> _REQUIRED WORK_: Copy the result of filtering the entries below for lines that include the string "StatusCode".

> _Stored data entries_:

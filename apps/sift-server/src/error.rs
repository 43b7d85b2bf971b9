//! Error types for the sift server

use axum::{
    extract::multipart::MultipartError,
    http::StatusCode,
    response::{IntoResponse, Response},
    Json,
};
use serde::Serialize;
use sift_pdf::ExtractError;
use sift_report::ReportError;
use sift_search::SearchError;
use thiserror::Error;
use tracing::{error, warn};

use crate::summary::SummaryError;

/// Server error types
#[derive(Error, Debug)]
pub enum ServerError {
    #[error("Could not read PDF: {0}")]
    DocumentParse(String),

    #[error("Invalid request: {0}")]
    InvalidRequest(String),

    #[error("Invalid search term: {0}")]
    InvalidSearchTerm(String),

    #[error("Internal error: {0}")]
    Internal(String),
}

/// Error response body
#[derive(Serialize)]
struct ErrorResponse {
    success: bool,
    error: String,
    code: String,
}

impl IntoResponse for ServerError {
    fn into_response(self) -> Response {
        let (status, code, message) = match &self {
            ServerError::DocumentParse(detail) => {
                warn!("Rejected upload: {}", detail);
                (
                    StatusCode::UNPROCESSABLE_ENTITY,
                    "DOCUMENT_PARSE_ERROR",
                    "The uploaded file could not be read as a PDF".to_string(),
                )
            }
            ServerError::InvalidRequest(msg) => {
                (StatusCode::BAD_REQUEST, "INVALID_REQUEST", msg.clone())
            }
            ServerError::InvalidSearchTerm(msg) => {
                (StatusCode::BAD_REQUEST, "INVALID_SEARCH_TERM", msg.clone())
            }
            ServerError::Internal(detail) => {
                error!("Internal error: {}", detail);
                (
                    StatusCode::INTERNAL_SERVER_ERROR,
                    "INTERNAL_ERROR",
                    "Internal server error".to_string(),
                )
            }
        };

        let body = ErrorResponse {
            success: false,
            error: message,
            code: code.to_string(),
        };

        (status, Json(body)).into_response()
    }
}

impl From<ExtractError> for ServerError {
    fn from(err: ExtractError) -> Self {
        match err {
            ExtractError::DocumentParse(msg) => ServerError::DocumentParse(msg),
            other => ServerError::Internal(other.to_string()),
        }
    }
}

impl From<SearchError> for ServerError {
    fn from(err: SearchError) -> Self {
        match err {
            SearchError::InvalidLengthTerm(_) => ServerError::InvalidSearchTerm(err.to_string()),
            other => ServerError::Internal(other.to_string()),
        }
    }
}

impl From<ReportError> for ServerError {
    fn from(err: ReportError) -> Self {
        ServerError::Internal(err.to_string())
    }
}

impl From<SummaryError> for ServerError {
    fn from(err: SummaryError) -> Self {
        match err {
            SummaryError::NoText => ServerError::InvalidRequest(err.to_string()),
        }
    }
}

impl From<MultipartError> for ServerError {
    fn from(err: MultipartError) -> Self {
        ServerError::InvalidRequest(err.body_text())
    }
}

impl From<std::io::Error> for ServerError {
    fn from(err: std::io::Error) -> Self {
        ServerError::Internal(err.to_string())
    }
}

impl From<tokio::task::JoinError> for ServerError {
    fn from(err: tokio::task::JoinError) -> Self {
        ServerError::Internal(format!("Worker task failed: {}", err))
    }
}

> _ANSWER TO THIS EXERCISE_:
    http::StatusCode,
                    StatusCode::UNPROCESSABLE_ENTITY,
                (StatusCode::BAD_REQUEST, "INVALID_REQUEST", msg.clone())
                (StatusCode::BAD_REQUEST, "INVALID_SEARCH_TERM", msg.clone())
                    StatusCode::INTERNAL_SERVER_ERROR,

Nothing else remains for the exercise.